Digital ist besser: Das »Köllektiv« plant seine Supermarkt-Kooperative derzeit online

Super Markt

Einkaufen zum Selbstkostenpreis: Das »Köllektiv« will einen gemeinschaftlichen Supermarkt eröffnen

Supermärkte sind der Inbegriff des Kapitalismus. Discounter, die Kosten bei Einkauf und Personal drücken, um in den Preiskampf zu ziehen. Das »Köllektiv« will das Konzept Supermarkt neu denken und einen gemeinschaftlichen Supermarkt eröffnen. Von allen, für alle.

»Wir werden Non-Profit arbeiten«, sagt Köllektiv-Mitglied Elisa Flasche. Die Kooperative möchte Produkte zum Selbstkostenpreis anbieten. Die Produzenten sollen einen fairen Preis für ihre Ware erhalten. Die Konsumenten, gleichzeitig Mitglieder der Kooperative, sollen wiederum zu fairen Preisen einkaufen können, weil niemand außer den Erzeugern an dem Produkt verdient. »Wenn wir eine Marge aufschlagen, dann um sie für Investitionen zu nutzen«, sagt die »Köllektivista«. Auch was in den Regalen steht, werden die Köllektiv-Mitglieder gemeinsam entscheiden. Produkte sollen nach Regionalität, Saisonalität, Nachhaltigkeit und Sozialem bewertet werden — etwa durch ein Ampelsystem.

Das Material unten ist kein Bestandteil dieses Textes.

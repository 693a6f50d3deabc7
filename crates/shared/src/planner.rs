use crate::cleaner;
use crate::models::NewsletterDocument;

/// Links per newsletter that count toward the request (and are sent to the AI).
pub const MAX_LINKS_PER_DOCUMENT: usize = 5;

/// Heuristic constants for sizing AI requests.
#[derive(Debug, Clone, Copy, PartialEq, Eq)]
pub struct BatchTuning {
    /// Token-equivalent cost of the system prompt.
    pub base_overhead: usize,
    pub chars_per_token: usize,
    /// Largest estimate still sent as a single request.
    pub token_threshold: usize,
    pub batch_size: usize,
}

impl Default for BatchTuning {
    fn default() -> Self {
        Self {
            base_overhead: 1000,
            chars_per_token: 4,
            token_threshold: 12000,
            batch_size: 3,
        }
    }
}

/// Approximate request size, in token-equivalent units, for a set of newsletters.
///
/// This is a coarse estimate. Callers may rely on it for threshold comparison
/// and relative ordering only, never as an exact token count.
pub fn estimate_tokens(documents: &[NewsletterDocument], tuning: &BatchTuning) -> usize {
    let total_chars: usize = documents
        .iter()
        .map(|doc| {
            let cleaned = cleaner::clean(doc.body());
            let links: usize = doc
                .links()
                .iter()
                .take(MAX_LINKS_PER_DOCUMENT)
                .map(|link| link.chars().count())
                .sum();

            doc.title().chars().count() + doc.source().chars().count() + cleaned.chars().count() + links
        })
        .sum();

    tuning.base_overhead + total_chars / tuning.chars_per_token.max(1)
}

#[derive(Debug, PartialEq, Eq)]
pub enum BatchPlan<'a> {
    Single(&'a [NewsletterDocument]),
    Multi(Vec<&'a [NewsletterDocument]>),
}

/// Choose between one request for everything and consecutive fixed-size batches.
///
/// Expects at least one document; the summarizer rejects empty input first.
pub fn plan<'a>(documents: &'a [NewsletterDocument], tuning: &BatchTuning) -> BatchPlan<'a> {
    if estimate_tokens(documents, tuning) <= tuning.token_threshold {
        return BatchPlan::Single(documents);
    }

    BatchPlan::Multi(documents.chunks(tuning.batch_size.max(1)).collect())
}
use std::sync::Arc;
use tracing::{error, info, warn};

use crate::error::{AiRequestError, EmptyInputError};
use crate::error_tracker::{ErrorTracker, AI_BATCH_PROCESSING};
use crate::fallback;
use crate::merger;
use crate::models::{NewsletterDocument, StructuredSummary, SummaryMeta};
use crate::planner::{self, BatchPlan, BatchTuning};
use crate::requester::{AiTransport, SummaryRequester};

/// Entry point of summarization: plan, request, then merge or fall back.
///
/// Holds no per-call state. Batches are requested one after another so
/// highlight order follows input order.
pub struct Summarizer<T> {
    requester: SummaryRequester<T>,
    tuning: BatchTuning,
    errors: Option<Arc<ErrorTracker>>,
}

impl<T: AiTransport> Summarizer<T> {
    pub fn new(requester: SummaryRequester<T>, tuning: BatchTuning) -> Self {
        Self {
            requester,
            tuning,
            errors: None,
        }
    }

    /// Record failed AI requests in `tracker`.
    pub fn with_error_tracker(mut self, tracker: Arc<ErrorTracker>) -> Self {
        self.errors = Some(tracker);
        self
    }

    /// Summarize `documents`. Only empty input is an error; AI failures degrade
    /// to the deterministic fallback digest.
    pub async fn summarize(
        &self,
        documents: &[NewsletterDocument],
    ) -> Result<StructuredSummary, EmptyInputError> {
        if documents.is_empty() {
            return Err(EmptyInputError);
        }

        info!("Starting AI summarization for {} newsletters", documents.len());
        let timestamp = now();

        match planner::plan(documents, &self.tuning) {
            BatchPlan::Single(batch) => {
                info!("Processing all newsletters in a single batch");
                match self.requester.request_summary(batch).await {
                    Ok(mut summary) => {
                        summary.meta = SummaryMeta {
                            total_sources: documents.len(),
                            processing_timestamp: timestamp,
                            fallback_mode: false,
                            batch_processed: false,
                            batch_count: 1,
                        };
                        Ok(summary)
                    }
                    Err(e) => {
                        warn!("AI summarization failed: {}, using fallback", e);
                        self.record(&e);
                        Ok(fallback::fallback(documents, timestamp))
                    }
                }
            }
            BatchPlan::Multi(batches) => {
                info!(
                    "Content exceeds token budget, processing {} newsletters in {} batches",
                    documents.len(),
                    batches.len()
                );

                let mut succeeded = Vec::with_capacity(batches.len());
                for (i, batch) in batches.iter().enumerate() {
                    info!(
                        "Processing batch {}/{} with {} newsletters",
                        i + 1,
                        batches.len(),
                        batch.len()
                    );
                    match self.requester.request_summary(batch).await {
                        Ok(summary) => succeeded.push(summary),
                        Err(e) => {
                            warn!("Batch {} failed: {}, continuing with remaining batches", i + 1, e);
                            self.record(&e);
                        }
                    }
                }

                if succeeded.is_empty() {
                    error!("All batches failed, using fallback");
                    return Ok(fallback::fallback(documents, timestamp));
                }

                Ok(merger::merge(&succeeded, documents.len(), timestamp))
            }
        }
    }

    fn record(&self, e: &AiRequestError) {
        if let Some(tracker) = &self.errors {
            tracker.record_error(AI_BATCH_PROCESSING, e.kind(), e);
        }
    }
}

fn now() -> String {
    chrono::Local::now().format("%Y-%m-%d %H:%M:%S").to_string()
}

Die Idee von Konsumgenossenschaften ist nicht neu, hat aber in den vergangenen Jahren neue Bedeutung bekommen. Je größer die Marktmacht einzelner Konzerne geworden ist, desto geringer wurde der Einfluss von Konsumenten und Produzenten. »Es verdienen sehr viele Leute an Lebensmitteln, aber die Erzeuger bekommen davon meist kaum etwas ab«, sagt Flasche. Und der Kunde im Laden kann mangels Alternativen daran oftmals nicht viel ändern.

»Uns ist wichtig, dass sich jede und jeder einbringt. Niemand kann sich freikaufen.«

Das Köllektiv möchte das selbstbestimmte Einkaufen wiederbeleben. Das bekannteste Vorbild ist die Park Slope Food Coop im New Yorker Stadtteil Brooklyn. Die Lebensmittel-Kooperative wurde in den 70er Jahren gegründet, hat mittlerweile einen Jahresumsatz von 60 Mio. US-Dollar und über 17.000 Mitglieder. Jedes von ihnen leistet alle vier Wochen knapp drei Stunden Arbeit und kann nachhaltige Lebensmittel zu günstigen Preisen einkaufen.

Ein ähnliches Modell strebt das Köllektiv an. »Es geht uns um Gemeinschaftlichkeit und Inklusion«, sagt Elisa Flasche. »Uns ist wichtig, dass sich jede und jeder mit drei Stunden Arbeit im Monat einbringt.« Das spare Personal- und Verwaltungskosten. »Und man stärkt die Gemeinschaft. Niemand kann sich freikaufen.«

Bis die Ladentür das erste Mal öffnet, liegt viel Arbeit vor dem Köllektiv. Seit dem Gründungstreffen Anfang März arbeiten acht Gruppen an den verschiedenen Themen. Was kommt ins Sortiment? Welche IT-Lösungen sind notwendig? Was sind gemeinsame Werte? Anfang August entschloss sich das Köllektiv, eine Genossenschaft zu gründen. Als nächstes wird man einen Finanzplan aufstellen. Mit den Einlagen der Genossenschaft möchte man eine Immobilie mieten oder gar kaufen, 800 Quadratmeter Ladenfläche sind notwendig. Zudem überlege man, Fördergelder zu beantragen und ein Crowdfunding anzuschieben. Dem Köllektiv hilft der Austausch mit vergleichbaren Projekten in Deutschland, etwa der SuperCoop in Berlin oder dem FoodHub München. Flasche rechnet damit, dass das Köllektiv um die 1000 Mitglieder benötigen werde, um wirtschaften zu können.

Derzeit hat das Köllektiv zwei Dutzend aktive Mitstreiter. Wenn die alle zwei Wochen zum digitalen Plenum zusammenkommen, werden nicht nur die großen Fragen nach Rechtsform, Finanzplan oder Immobilien diskutiert. »Deutschland ist zum Beispiel ein Apfelland. Aber die Lagerware im Mai hat eine schlechtere CO2-Bilanz als Äpfel aus Neuseeland. Sticht das Thema Regionalität dann die CO2-Bilanz?!«, fragt Elisa Flasche. Das seien spannende Fragen. Antworten möchte das Köllektiv gemeinsam finden.